Sunday 2 July 2017

Congratulations to black Labour MP David Lammy on being racist, sexist and classist

The only thing Lammy failed to use to attack Sir Martin Moore-Bick, the judge appointed to head the Grenfell Tower inquiry was...

... the fellow's age (he's 70). Imagine if the government had decided to appoint an ethnic minority female from a humble background and a Tory MP had complained about her colour, gender, and lower-class origins.  The Today Programme, Newsnight, the BBC News Channel, Sky News and the whole of social media would now have started a month-long conniption fit, ending with the resignation of the MP in question, and their imprisonment on hate crime charges.

What Lammy appears not to have grasped is that the point of a judge is that they're able to rise above emotionalism, partisanship and party politics in order to weigh the evidence and reach a conclusion based on the facts. This holds for court cases as well as public inquiries. Sir Martin Moore-Bick isn't there to feel the pain of Grenfell Tower residents: his role is to consider the available evidence impartially and to reach rational conclusions as to who and what was responsible for the conflagration, and what might be done to prevent similar tragedies.

What next? Demands that only judges who have been raped can preside over rape trials? Or that, if a murder has been committed in a stately home, only a judge who grew up in one should be allowed to hear the case?

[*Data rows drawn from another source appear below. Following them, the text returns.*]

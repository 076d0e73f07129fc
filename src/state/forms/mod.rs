//! Form domain layer
//!
//! Validators, fields bound to page elements, and the form that aggregates
//! them and drives submission.

mod field;
mod form_state;
mod kind;
mod retry;
mod validators;

pub use field::FormField;
pub use form_state::{
    ErrorMessages, Form, FormBuilder, FormData, FormValidation, SubmitEvent, SubmitOutcome,
};
pub use kind::{FieldKind, FieldSpec};
pub use retry::{FormEvent, RetryHandle, RetryScheduler};
pub use validators::{
    digit_sum, is_email_valid, is_full_name_valid, is_phone_valid, EmailValidator,
    FieldValidator, FullNameValidator, PhoneValidator, ValidationResult, ValidatorSet,
    ALLOWED_EMAIL_DOMAINS, DEFAULT_MAX_DIGIT_SUM,
};
//! Submission response body

use serde::{Deserialize, Serialize};

/// What the backend says about one submission
#[derive(Debug, Clone, PartialEq, Eq, Serialize, Deserialize)]
#[serde(tag = "status", rename_all = "lowercase")]
pub enum SubmitResult {
    Success,
    Error {
        #[serde(default)]
        reason: String,
    },
    /// Resubmit after `timeout` milliseconds
    Progress { timeout: u64 },
}

#[cfg(test)]
mod tests {
    use super::*;
    use pretty_assertions::assert_eq;

    #[test]
    fn test_parse_success() {
        let parsed: SubmitResult = serde_json::from_str(r#"{"status": "success"}"#).unwrap();
        assert_eq!(parsed, SubmitResult::Success);
    }

    #[test]
    fn test_parse_error_with_reason() {
        let parsed: SubmitResult =
            serde_json::from_str(r#"{"status": "error", "reason": "Number is taken"}"#).unwrap();
        assert_eq!(
            parsed,
            SubmitResult::Error {
                reason: "Number is taken".to_string()
            }
        );
    }

    #[test]
    fn test_parse_error_without_reason() {
        let parsed: SubmitResult = serde_json::from_str(r#"{"status": "error"}"#).unwrap();
        assert_eq!(
            parsed,
            SubmitResult::Error {
                reason: String::new()
            }
        );
    }

    #[test]
    fn test_parse_progress() {
        let parsed: SubmitResult =
            serde_json::from_str(r#"{"status": "progress", "timeout": 1500}"#).unwrap();
        assert_eq!(parsed, SubmitResult::Progress { timeout: 1500 });
    }

    #[test]
    fn test_progress_requires_timeout() {
        assert!(serde_json::from_str::<SubmitResult>(r#"{"status": "progress"}"#).is_err());
    }

    #[test]
    fn test_unknown_status_is_rejected() {
        assert!(serde_json::from_str::<SubmitResult>(r#"{"status": "pending"}"#).is_err());
    }

    #[test]
    fn test_extra_fields_are_ignored() {
        let parsed: SubmitResult =
            serde_json::from_str(r#"{"status": "success", "id": 42}"#).unwrap();
        assert_eq!(parsed, SubmitResult::Success);
    }

    #[test]
    fn test_bundled_fixtures_parse() {
        let success: SubmitResult =
            serde_json::from_str(include_str!("../../api/success.json")).unwrap();
        assert_eq!(success, SubmitResult::Success);

        let error: SubmitResult =
            serde_json::from_str(include_str!("../../api/error.json")).unwrap();
        assert!(matches!(error, SubmitResult::Error { ref reason } if !reason.is_empty()));

        let progress: SubmitResult =
            serde_json::from_str(include_str!("../../api/progress.json")).unwrap();
        assert_eq!(progress, SubmitResult::Progress { timeout: 1000 });
    }
}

Bloody silly, irresponsible, identity politics nonsense from a serial offender.

And there was more:

No, we didn't, actually. The incompetent handling of the survivors is indeed surprising - but I'm not quite sure why it's an indictment of, say, Mrs. Cynthia Snetherton of Acacia Avenue, Nuneaton - or of me, for that matter. It seems more likely to represent a shocking example of administrative incompetence at local government level: after all, only a few hundred victims needed to be fed, clothed and rehoused in a rich city of nearly 8.9m, and there wasn't exactly a dearth of  helpers and volunteers only too willing to lend a hand. Maybe it would have been handled better if there had been fewer left-wing troublemakers eagerly exploiting the pain, shock and grief of those directly affected by the blaze in order to undermine a Tory government. Malevolent compassion incarnate. Sickening.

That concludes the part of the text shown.